Portions of wing structure, separated from the fuselage at the inboard end, was found extensively crushed and torn. It was lying just upslope from the fuselage, wedged into rock crevices.

Portions of the airplane structure, engine parts, and cargo were noted beyond the fuselage point of rest, and were scattered along the wreckage path in an upward direction along the face of the mountain. Portions of the airplane were scattered along the west face of the mountain for more than 300 yards in an inaccessible area of rocks.

The cargo net was located lying along the wreckage path on an outcropping of rock and tundra. It was torn and slightly burned and melted. The tundra under the net was also burned.

The upper cockpit roof structure was torn away from the fuselage. It was extensively crushed and distorted, lying about 150 yards southwest of the fuselage, along the wreckage path.

Portions of the engine sump, instrument panel, radios, and wing structure, were torn away from the fuselage. These came to rest about 200 feet down slope (north) of the fuselage. Numerous other portions of wreckage were scattered down slope of the main area of impact.

The propeller assembly was shattered. One propeller blade was found separated from the hub, lying among the rocks. It had a 180 degree aft bend, about 6 inches inboard from the tip. It had extensive leading edge destruction, trailing edge gouging, chordwise scratching, and "S" bending. The second blade was not located.

The engine was destroyed by impact. Portions of its external and internal components were scattered throughout the wreckage area. Several exhaust tubes were found along the wreckage path. They were extensively crushed and folded, producing sharp creases that were not cracked or broken along the creases. Some engine components were not found.

MEDICAL AND PATHOLOGICAL INFORMATION

A postmortem examination of the pilot was requested by Alaska State Troopers, and the NTSB IIC, but was not conducted. The Alaska State Medical Examiner received a request from the pilot's spouse, who is an officer in the company, not to have an autopsy.

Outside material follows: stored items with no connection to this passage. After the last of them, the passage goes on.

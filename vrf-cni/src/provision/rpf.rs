use ahash::HashSet;
use tracing::{error, info, warn};

use super::Provisioner;
use crate::Result;
use crate::cleanup::{CleanupStack, Undo};
use crate::dataplane::{Dataplane, INVALID_ID, IpFamily, Route, RoutePath};
use crate::pod::{PodNetworkSpec, parse_spoof_prefixes};

/// Routes that make up the RPF VRFs of a pod: every container address, plus
/// every recorded spoofing prefix of the same family, reached through the
/// first container address of that family.
fn rpf_routes(spec: &PodNetworkSpec) -> Vec<Route> {
    let mut seen = HashSet::default();
    let mut routes = Vec::new();
    for dst in spec.container_networks() {
        let family = IpFamily::from_network(&dst);
        let table = spec.rpf_vrf_id(family);
        let gw = dst.ip();
        let mut paths = vec![RoutePath::via_gateway(spec.tun_tap_sw_if_index, gw)];
        if spec.memif_sw_if_index != INVALID_ID {
            paths.push(RoutePath::via_gateway(spec.memif_sw_if_index, gw));
        }

        let prefixes = spec
            .rpf_spoof_prefixes
            .iter()
            .filter(|p| IpFamily::from_network(p) == family);
        for dst in std::iter::once(&dst).chain(prefixes) {
            if seen.insert((table, *dst)) {
                routes.push(Route {
                    dst: *dst,
                    paths: paths.clone(),
                    table,
                });
            }
        }
    }
    routes
}

impl<D: Dataplane> Provisioner<D> {
    /// Creates RPF VRFs holding the sources the pod may use and turns on
    /// strict reverse path filtering against them on the tun/tap interface.
    pub fn activate_strict_rpf(
        &self,
        spec: &mut PodNetworkSpec,
        stack: &mut CleanupStack,
    ) -> Result<()> {
        let allowed = parse_spoof_prefixes(&spec.allowed_spoofing_prefixes)?;

        info!("pod(add) create pod rpf vrf");
        for family in IpFamily::ALL {
            let vrf_id = self.dp.allocate_vrf(family, &spec.vrf_tag(family, "RPF"))?;
            stack.push(Undo::VrfDel { vrf_id, family });
            spec.set_rpf_vrf_id(vrf_id, family);
        }
        spec.rpf_spoof_prefixes = allowed;

        info!("pod(add) add routes for rpf vrf");
        for route in rpf_routes(spec) {
            info!("pod(add) route [rpfVRF] {route}");
            self.dp.route_add(&route)?;
            stack.push(Undo::RouteDel(route));
        }

        info!("pod(add) set custom-vrf urpf");
        self.dp
            .set_custom_urpf(spec.tun_tap_sw_if_index, spec.v4_rpf_vrf_id)?;
        stack.push(Undo::UrpfUnset(spec.tun_tap_sw_if_index));
        Ok(())
    }

    /// Removes the RPF VRFs and their routes. Works from the prefixes recorded
    /// at activation, so a changed annotation does not leak routes.
    pub fn deactivate_strict_rpf(&self, spec: &mut PodNetworkSpec) {
        if spec.tun_tap_sw_if_index != INVALID_ID {
            info!("pod(del) unset urpf on if[{}]", spec.tun_tap_sw_if_index);
            if let Err(e) = self.dp.unset_urpf(spec.tun_tap_sw_if_index) {
                warn!(%e, "pod(del) failed to unset urpf");
            }
        }

        for route in rpf_routes(spec) {
            if route.table == INVALID_ID {
                continue;
            }
            info!("pod(del) route [rpfVRF] {route}");
            if let Err(e) = self.dp.route_del(&route) {
                error!(%e, "pod(del) failed to delete rpf route {route}");
            }
        }

        for family in IpFamily::ALL {
            let vrf_id = spec.rpf_vrf_id(family);
            if vrf_id == INVALID_ID {
                continue;
            }
            info!("pod(del) rpf vrf {vrf_id} {family}");
            if let Err(e) = self.dp.delete_vrf(vrf_id, family) {
                error!(%e, "pod(del) failed to delete rpf vrf {vrf_id} {family}");
            }
            spec.set_rpf_vrf_id(INVALID_ID, family);
        }
        spec.rpf_spoof_prefixes.clear();
    }
}

#[cfg(test)]
mod test {
    use super::*;
    use crate::Error;
    use crate::provision::ProvisionConfig;
    use crate::provision::test::{dataplane, l3_pod, provisioner};

    #[test]
    fn rpf_vrf_allows_annotated_prefix() {
        let dp = dataplane();
        let p = provisioner(dp.clone(), ProvisionConfig::default());
        let mut spec = l3_pod();
        spec.allowed_spoofing_prefixes = r#"["10.2.0.0/16"]"#.into();
        p.provision_pod(&mut spec).unwrap();

        let rpf = spec.v4_rpf_vrf_id;
        assert_ne!(rpf, INVALID_ID);
        assert_ne!(spec.v6_rpf_vrf_id, INVALID_ID);
        let state = dp.snapshot();
        let via_tun = vec![RoutePath::via_gateway(
            spec.tun_tap_sw_if_index,
            "10.1.2.3".parse().unwrap(),
        )];
        assert_eq!(state.route(rpf, &"10.1.2.3/32".parse().unwrap()), Some(&via_tun));
        assert_eq!(state.route(rpf, &"10.2.0.0/16".parse().unwrap()), Some(&via_tun));
        assert_eq!(
            state.interfaces[&spec.tun_tap_sw_if_index].urpf_table,
            Some(rpf)
        );
        let tag = &state.tables[&(IpFamily::V4, rpf)].tag;
        assert!(tag.contains("-4-eth0RPF-"));

        p.deactivate_strict_rpf(&mut spec);
        let state = dp.snapshot();
        assert_eq!(state.interfaces[&spec.tun_tap_sw_if_index].urpf_table, None);
        assert!(!state.tables.contains_key(&(IpFamily::V4, rpf)));
        assert_eq!(spec.v4_rpf_vrf_id, INVALID_ID);
        assert!(spec.rpf_spoof_prefixes.is_empty());
    }

    #[test]
    fn teardown_ignores_annotation_changed_after_activation() {
        let dp = dataplane();
        let initial = dp.snapshot();
        let p = provisioner(dp.clone(), ProvisionConfig::default());
        let mut spec = l3_pod();
        spec.allowed_spoofing_prefixes = "10.2.0.0/16".into();
        p.provision_pod(&mut spec).unwrap();
        assert_eq!(
            spec.rpf_spoof_prefixes,
            vec!["10.2.0.0/16".parse::<ipnetwork::IpNetwork>().unwrap()]
        );

        spec.allowed_spoofing_prefixes = "10.2.0.0/16;".into();
        assert!(parse_spoof_prefixes(&spec.allowed_spoofing_prefixes).is_err());
        p.deprovision_pod(&mut spec);

        assert_eq!(dp.snapshot(), initial);
        assert!(spec.handles_unset());
    }

    #[test]
    fn config_enables_rpf_without_annotation() {
        let dp = dataplane();
        let p = provisioner(
            dp.clone(),
            ProvisionConfig {
                strict_rpf: true,
                ..Default::default()
            },
        );
        let mut spec = l3_pod();
        p.provision_pod(&mut spec).unwrap();
        let state = dp.snapshot();
        assert_eq!(state.tables[&(IpFamily::V4, spec.v4_rpf_vrf_id)].routes.len(), 1);
        assert!(state.tables[&(IpFamily::V6, spec.v6_rpf_vrf_id)].routes.is_empty());
    }

    #[test]
    fn bad_annotation_fails_activation_and_rolls_back() {
        let dp = dataplane();
        let initial = dp.snapshot();
        let p = provisioner(dp.clone(), ProvisionConfig::default());
        let mut spec = l3_pod();
        spec.allowed_spoofing_prefixes = "10.2.0.0/99".into();

        let err = p.provision_pod(&mut spec).unwrap_err();
        let Error::Provision { step, source } = err else {
            panic!("unexpected error");
        };
        assert_eq!(step, "strict rpf");
        assert!(matches!(*source, Error::InvalidAnnotation(_)));
        assert_eq!(dp.snapshot(), initial);
    }

    #[test]
    fn shared_prefix_is_added_once() {
        let mut spec = l3_pod();
        spec.container_ips.push("10.1.2.4".parse().unwrap());
        spec.tun_tap_sw_if_index = 1;
        spec.v4_rpf_vrf_id = 1000;
        spec.rpf_spoof_prefixes = parse_spoof_prefixes("10.2.0.0/16, fd00::/64").unwrap();
        let routes = rpf_routes(&spec);
        let dsts: Vec<String> = routes.iter().map(|r| r.dst.to_string()).collect();
        assert_eq!(dsts, ["10.1.2.3/32", "10.2.0.0/16", "10.1.2.4/32"]);
    }
}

The medical examiner honored that request. The body of the pilot was cremated on September 6, 1999.

The medical examiner directed personnel at the Fairbanks Funeral Home, Fairbanks, to obtain a blood sample from the pilot before cremation. The medical examiner's office reported the blood sample was negative for alcohol. No other drug testing was conducted by the Alaska State medical examiner. No toxicological samples were submitted to the FAA's Civil Aeromedical Institute (CAMI).

SEARCH AND RESCUE

An emergency locator transmitter (ELT) signal was received by the U.S. Air Force Alaska Rescue Coordination Center, Anchorage, Alaska, at 1215. Search personnel reported that the mountain tops in the area of the ELT were obscured by fog and snow showers. An Alaska State Trooper coordinated the search, and recovery of the pilot from the wreckage. He reported the wreckage path extended for 1/4 of a mile along the mountain side.

TESTS AND RESEARCH

The pilot's Garmin GPS 95 global positioning system receiver was found in the wreckage. The case was shattered, but several circuit boards were intact. The receiver, although damaged, was sent to the manufacturer in an attempt to retrieve any position data. The manufacturer reported that the receiver was highly damaged, rendering data extraction impossible.

WRECKAGE RELEASE

The Safety Board released the wreckage, located at the accident site, to the owner's representatives on November 23, 1999.